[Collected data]
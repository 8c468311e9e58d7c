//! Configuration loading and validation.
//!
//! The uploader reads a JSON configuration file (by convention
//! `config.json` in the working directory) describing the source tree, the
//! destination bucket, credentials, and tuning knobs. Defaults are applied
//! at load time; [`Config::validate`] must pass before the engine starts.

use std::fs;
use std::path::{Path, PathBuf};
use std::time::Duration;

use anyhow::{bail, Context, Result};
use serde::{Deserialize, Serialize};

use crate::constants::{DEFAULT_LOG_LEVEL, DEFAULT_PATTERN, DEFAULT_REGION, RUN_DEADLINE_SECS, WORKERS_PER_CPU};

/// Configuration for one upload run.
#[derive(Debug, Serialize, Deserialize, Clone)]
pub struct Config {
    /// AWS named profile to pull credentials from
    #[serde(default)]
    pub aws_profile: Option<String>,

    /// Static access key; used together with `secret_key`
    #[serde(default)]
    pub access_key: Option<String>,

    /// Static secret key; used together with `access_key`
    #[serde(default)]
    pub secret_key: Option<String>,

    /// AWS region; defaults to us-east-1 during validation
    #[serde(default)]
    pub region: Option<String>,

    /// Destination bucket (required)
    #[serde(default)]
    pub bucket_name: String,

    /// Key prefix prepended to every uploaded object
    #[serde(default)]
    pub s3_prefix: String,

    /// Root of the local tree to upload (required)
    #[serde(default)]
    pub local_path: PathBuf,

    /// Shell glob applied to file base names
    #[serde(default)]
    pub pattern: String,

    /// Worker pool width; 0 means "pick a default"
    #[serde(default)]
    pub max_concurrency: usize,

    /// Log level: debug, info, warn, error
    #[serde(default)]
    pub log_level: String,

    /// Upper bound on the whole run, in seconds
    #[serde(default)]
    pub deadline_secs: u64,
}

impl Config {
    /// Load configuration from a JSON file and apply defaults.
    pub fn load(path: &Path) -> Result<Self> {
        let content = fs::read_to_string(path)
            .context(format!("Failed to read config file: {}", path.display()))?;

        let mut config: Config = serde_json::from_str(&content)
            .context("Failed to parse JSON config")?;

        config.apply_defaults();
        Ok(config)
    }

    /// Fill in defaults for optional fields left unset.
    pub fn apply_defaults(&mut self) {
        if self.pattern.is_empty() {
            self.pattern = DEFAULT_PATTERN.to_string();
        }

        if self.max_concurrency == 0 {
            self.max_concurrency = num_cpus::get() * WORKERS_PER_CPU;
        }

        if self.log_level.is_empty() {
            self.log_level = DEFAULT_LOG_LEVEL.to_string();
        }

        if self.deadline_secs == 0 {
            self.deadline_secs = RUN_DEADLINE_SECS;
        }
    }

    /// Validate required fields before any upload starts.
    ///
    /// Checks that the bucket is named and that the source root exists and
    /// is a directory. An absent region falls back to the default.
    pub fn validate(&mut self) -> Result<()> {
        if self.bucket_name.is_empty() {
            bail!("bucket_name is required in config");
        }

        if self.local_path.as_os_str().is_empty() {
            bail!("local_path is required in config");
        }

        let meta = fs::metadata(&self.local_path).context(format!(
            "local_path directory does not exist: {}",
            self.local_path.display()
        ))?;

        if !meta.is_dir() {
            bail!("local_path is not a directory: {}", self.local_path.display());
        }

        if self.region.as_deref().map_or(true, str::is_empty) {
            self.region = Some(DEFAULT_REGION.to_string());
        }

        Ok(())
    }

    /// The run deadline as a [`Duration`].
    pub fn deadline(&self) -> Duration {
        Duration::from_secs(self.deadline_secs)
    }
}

▶ _HOW TO COMPLETE THIS TASK_: Scan the records for the word "credentials". Copy each line where it turns up.

▶ _ANSWER SECTION_:
//! destination bucket, credentials, and tuning knobs. Defaults are applied
    /// AWS named profile to pull credentials from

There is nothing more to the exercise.